▶ The task
Copy out every entry, keeping each character the same.

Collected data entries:
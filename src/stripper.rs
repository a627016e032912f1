//! The field stripper: load, strip, write back

use crate::document::{Document, WriteMode};
use crate::error::StripResult;
use crate::pattern::{FieldPattern, Stripped};
use serde::Serialize;
use std::path::{Path, PathBuf};
use tracing::info;

/// Outcome of stripping one file
#[derive(Debug, Clone, PartialEq, Eq, Serialize)]
pub struct StripReport {
    pub path: PathBuf,
    pub field: String,
    /// Number of occurrences deleted
    pub removed: usize,
    pub bytes_before: usize,
    pub bytes_after: usize,
    /// False only for dry runs
    pub written: bool,
}

/// Removes every occurrence of one field from documents
///
/// Defaults to the `source` field, in-place overwrite, and always writing
/// the result back (even when nothing matched).
#[derive(Debug, Clone, Default)]
pub struct FieldStripper {
    pattern: FieldPattern,
    write_mode: WriteMode,
    dry_run: bool,
}

impl FieldStripper {
    pub fn new() -> Self {
        Self::default()
    }

    pub fn with_field(mut self, field: &str) -> StripResult<Self> {
        self.pattern = FieldPattern::new(field)?;
        Ok(self)
    }

    pub fn with_write_mode(mut self, mode: WriteMode) -> Self {
        self.write_mode = mode;
        self
    }

    /// Report what would be removed without touching the file
    pub fn with_dry_run(mut self, dry_run: bool) -> Self {
        self.dry_run = dry_run;
        self
    }

    pub fn field(&self) -> &str {
        self.pattern.field()
    }

    pub fn pattern(&self) -> &FieldPattern {
        &self.pattern
    }

    /// Transform text in memory
    pub fn strip_str<'t>(&self, text: &'t str) -> Stripped<'t> {
        self.pattern.strip(text)
    }

    /// Strip the file at `path` and write the result back to the same path
    pub fn strip(&self, path: impl AsRef<Path>) -> StripResult<StripReport> {
        let mut doc = Document::load(path)?;
        let bytes_before = doc.len();

        let stripped = self.pattern.strip(doc.text());
        let removed = stripped.removed;
        let text = stripped.text.into_owned();
        doc.set_text(text);

        if !self.dry_run {
            doc.persist(self.write_mode)?;
        }

        let report = StripReport {
            path: doc.path().to_path_buf(),
            field: self.field().to_string(),
            removed,
            bytes_before,
            bytes_after: doc.len(),
            written: !self.dry_run,
        };
        info!(
            path = %report.path.display(),
            field = %report.field,
            removed = report.removed,
            written = report.written,
            "stripped document"
        );
        Ok(report)
    }
}

/// Strip every `"source"` field from the file at `path`, overwriting it in place
pub fn strip(path: impl AsRef<Path>) -> StripResult<StripReport> {
    FieldStripper::new().strip(path)
}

▶ Result below
filename src/stripper.rs
repository a627016e032912f1
//! The field stripper: load, strip, write back

use crate::document::{Document, WriteMode};
use crate::error::StripResult;
use crate::pattern::{FieldPattern, Stripped};
use serde::Serialize;
use std::path::{Path, PathBuf};
use tracing::info;

/// Outcome of stripping one file
#[derive(Debug, Clone, PartialEq, Eq, Serialize)]
pub struct StripReport {
    pub path: PathBuf,
    pub field: String,
    /// Number of occurrences deleted
    pub removed: usize,
    pub bytes_before: usize,
    pub bytes_after: usize,
    /// False only for dry runs
    pub written: bool,
}

/// Removes every occurrence of one field from documents
///
/// Defaults to the `source` field, in-place overwrite, and always writing
/// the result back (even when nothing matched).
#[derive(Debug, Clone, Default)]
pub struct FieldStripper {
    pattern: FieldPattern,
    write_mode: WriteMode,
    dry_run: bool,
}

impl FieldStripper {
    pub fn new() -> Self {
        Self::default()
    }

    pub fn with_field(mut self, field: &str) -> StripResult<Self> {
        self.pattern = FieldPattern::new(field)?;
        Ok(self)
    }

    pub fn with_write_mode(mut self, mode: WriteMode) -> Self {
        self.write_mode = mode;
        self
    }

    /// Report what would be removed without touching the file
    pub fn with_dry_run(mut self, dry_run: bool) -> Self {
        self.dry_run = dry_run;
        self
    }

    pub fn field(&self) -> &str {
        self.pattern.field()
    }

    pub fn pattern(&self) -> &FieldPattern {
        &self.pattern
    }

    /// Transform text in memory
    pub fn strip_str<'t>(&self, text: &'t str) -> Stripped<'t> {
        self.pattern.strip(text)
    }

    /// Strip the file at `path` and write the result back to the same path
    pub fn strip(&self, path: impl AsRef<Path>) -> StripResult<StripReport> {
        let mut doc = Document::load(path)?;
        let bytes_before = doc.len();

        let stripped = self.pattern.strip(doc.text());
        let removed = stripped.removed;
        let text = stripped.text.into_owned();
        doc.set_text(text);

        if !self.dry_run {
            doc.persist(self.write_mode)?;
        }

        let report = StripReport {
            path: doc.path().to_path_buf(),
            field: self.field().to_string(),
            removed,
            bytes_before,
            bytes_after: doc.len(),
            written: !self.dry_run,
        };
        info!(
            path = %report.path.display(),
            field = %report.field,
            removed = report.removed,
            written = report.written,
            "stripped document"
        );
        Ok(report)
    }
}

/// Strip every `"source"` field from the file at `path`, overwriting it in place
pub fn strip(path: impl AsRef<Path>) -> StripResult<StripReport> {
    FieldStripper::new().strip(path)
}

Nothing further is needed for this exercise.